> **THE PROBLEM**
For each line below with the word "PinataConfig", write out a copy.
[Opening ENTRIES SHOWN section]
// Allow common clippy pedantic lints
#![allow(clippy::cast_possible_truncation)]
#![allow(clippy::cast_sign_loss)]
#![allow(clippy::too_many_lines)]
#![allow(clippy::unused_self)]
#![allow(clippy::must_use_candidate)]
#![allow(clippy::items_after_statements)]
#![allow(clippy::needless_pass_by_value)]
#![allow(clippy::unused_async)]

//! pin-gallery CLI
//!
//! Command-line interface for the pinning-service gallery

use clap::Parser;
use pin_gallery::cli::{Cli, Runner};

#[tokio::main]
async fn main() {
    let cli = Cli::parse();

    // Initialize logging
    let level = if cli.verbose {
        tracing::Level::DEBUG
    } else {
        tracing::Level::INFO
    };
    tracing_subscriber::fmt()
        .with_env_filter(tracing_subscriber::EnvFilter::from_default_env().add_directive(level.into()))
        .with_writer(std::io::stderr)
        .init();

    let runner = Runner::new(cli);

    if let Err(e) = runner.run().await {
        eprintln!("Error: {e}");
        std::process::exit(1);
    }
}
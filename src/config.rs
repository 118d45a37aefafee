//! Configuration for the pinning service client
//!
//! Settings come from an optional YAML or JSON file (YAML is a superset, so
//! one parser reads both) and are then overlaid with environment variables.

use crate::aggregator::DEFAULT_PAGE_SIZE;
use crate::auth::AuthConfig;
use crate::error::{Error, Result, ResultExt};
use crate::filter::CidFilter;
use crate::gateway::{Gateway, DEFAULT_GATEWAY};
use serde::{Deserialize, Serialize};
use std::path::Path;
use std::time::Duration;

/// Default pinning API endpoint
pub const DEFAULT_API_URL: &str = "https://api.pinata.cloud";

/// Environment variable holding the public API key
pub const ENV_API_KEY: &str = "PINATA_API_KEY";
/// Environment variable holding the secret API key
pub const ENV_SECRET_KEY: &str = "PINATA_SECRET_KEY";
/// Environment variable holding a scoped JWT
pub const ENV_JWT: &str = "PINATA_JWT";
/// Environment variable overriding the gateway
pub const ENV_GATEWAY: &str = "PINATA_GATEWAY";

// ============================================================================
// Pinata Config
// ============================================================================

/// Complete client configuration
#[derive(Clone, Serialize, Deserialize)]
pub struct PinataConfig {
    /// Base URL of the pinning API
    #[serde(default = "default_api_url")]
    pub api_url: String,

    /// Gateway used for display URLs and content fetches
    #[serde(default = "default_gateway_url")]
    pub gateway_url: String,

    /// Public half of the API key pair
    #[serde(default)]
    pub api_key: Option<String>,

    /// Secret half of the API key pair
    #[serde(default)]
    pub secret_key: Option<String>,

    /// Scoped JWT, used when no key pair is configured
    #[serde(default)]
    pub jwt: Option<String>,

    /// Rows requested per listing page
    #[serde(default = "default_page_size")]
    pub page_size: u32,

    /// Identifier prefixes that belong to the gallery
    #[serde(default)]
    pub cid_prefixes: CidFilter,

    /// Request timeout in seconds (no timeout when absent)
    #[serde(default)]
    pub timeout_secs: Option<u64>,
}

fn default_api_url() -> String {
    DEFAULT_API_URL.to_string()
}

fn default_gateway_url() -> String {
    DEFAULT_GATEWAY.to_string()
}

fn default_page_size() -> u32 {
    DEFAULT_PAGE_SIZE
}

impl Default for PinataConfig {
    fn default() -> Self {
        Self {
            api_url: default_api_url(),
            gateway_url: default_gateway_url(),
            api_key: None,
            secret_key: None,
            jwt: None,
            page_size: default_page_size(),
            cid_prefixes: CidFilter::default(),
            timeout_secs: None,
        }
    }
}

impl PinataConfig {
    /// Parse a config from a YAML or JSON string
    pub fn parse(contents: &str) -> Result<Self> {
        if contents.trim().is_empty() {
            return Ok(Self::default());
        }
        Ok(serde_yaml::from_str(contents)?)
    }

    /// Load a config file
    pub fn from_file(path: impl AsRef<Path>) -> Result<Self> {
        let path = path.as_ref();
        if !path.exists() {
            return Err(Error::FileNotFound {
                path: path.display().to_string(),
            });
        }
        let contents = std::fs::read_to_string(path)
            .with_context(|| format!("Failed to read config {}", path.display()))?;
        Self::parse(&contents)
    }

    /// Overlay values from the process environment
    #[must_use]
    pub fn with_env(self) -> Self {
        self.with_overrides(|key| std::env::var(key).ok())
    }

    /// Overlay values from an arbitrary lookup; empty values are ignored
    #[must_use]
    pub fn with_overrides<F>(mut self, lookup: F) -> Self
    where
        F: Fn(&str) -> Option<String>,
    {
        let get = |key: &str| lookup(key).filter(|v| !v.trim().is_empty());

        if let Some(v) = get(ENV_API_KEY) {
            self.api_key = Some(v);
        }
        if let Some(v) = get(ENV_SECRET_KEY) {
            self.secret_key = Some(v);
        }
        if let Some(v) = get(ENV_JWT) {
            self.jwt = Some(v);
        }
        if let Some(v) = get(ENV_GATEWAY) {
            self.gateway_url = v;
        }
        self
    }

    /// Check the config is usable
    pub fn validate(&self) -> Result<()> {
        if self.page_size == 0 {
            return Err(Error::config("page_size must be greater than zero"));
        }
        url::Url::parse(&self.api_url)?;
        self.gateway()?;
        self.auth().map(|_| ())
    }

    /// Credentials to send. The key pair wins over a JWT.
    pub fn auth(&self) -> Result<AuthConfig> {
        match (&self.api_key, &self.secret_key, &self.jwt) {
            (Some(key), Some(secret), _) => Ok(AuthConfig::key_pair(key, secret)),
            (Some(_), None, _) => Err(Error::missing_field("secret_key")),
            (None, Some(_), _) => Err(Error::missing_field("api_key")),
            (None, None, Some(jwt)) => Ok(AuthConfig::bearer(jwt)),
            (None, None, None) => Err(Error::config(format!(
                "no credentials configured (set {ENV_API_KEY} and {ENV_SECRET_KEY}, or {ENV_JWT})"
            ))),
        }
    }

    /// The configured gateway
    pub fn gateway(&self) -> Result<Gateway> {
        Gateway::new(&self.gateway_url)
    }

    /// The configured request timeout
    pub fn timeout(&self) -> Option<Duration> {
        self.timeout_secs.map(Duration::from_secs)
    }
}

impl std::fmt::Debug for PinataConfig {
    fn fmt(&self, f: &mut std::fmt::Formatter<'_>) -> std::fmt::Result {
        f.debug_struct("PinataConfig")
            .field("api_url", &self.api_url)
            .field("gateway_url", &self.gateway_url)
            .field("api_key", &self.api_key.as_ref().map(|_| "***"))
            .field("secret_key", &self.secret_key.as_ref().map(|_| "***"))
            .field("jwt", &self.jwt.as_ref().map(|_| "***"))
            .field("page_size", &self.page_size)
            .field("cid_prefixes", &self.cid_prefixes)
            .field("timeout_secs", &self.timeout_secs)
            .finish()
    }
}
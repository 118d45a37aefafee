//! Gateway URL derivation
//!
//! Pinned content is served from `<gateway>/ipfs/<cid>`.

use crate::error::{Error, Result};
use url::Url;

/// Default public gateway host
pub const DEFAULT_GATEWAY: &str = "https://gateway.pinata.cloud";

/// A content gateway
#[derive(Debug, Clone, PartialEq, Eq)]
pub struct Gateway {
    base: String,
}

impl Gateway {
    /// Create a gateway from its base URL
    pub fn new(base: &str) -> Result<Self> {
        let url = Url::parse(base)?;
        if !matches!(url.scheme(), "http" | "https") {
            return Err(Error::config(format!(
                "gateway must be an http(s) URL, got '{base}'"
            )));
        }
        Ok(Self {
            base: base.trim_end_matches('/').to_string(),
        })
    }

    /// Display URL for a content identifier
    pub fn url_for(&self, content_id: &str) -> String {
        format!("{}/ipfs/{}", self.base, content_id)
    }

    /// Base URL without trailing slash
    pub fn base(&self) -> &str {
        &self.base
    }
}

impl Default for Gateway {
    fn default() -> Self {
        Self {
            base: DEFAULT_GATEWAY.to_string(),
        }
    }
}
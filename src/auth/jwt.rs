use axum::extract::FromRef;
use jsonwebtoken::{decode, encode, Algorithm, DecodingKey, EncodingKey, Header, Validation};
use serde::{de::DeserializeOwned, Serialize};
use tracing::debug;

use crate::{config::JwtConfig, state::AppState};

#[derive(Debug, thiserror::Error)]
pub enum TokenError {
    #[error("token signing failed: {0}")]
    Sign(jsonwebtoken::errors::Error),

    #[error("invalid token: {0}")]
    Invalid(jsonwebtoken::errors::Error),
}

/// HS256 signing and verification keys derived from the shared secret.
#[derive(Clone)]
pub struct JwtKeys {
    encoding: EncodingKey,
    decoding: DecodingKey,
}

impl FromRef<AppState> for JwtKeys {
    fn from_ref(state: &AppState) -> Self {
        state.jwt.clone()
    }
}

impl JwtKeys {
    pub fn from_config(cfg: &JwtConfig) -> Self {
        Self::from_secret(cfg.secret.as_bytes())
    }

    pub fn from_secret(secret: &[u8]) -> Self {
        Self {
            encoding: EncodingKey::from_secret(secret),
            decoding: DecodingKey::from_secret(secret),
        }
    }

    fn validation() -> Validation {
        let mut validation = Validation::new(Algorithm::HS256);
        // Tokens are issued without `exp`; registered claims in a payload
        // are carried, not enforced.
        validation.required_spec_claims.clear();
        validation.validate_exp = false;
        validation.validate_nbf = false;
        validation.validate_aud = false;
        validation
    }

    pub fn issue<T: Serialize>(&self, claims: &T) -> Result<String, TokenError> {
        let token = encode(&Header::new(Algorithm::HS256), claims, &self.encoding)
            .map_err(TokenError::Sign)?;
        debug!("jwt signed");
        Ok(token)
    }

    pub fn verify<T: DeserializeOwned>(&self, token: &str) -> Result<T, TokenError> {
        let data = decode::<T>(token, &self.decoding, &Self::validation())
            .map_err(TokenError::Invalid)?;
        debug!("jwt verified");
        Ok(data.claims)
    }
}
[Closing ENTRIES SHOWN section]
> **TASK SOLUTION**
pub struct PinataConfig {
impl Default for PinataConfig {
impl PinataConfig {
impl std::fmt::Debug for PinataConfig {
        f.debug_struct("PinataConfig")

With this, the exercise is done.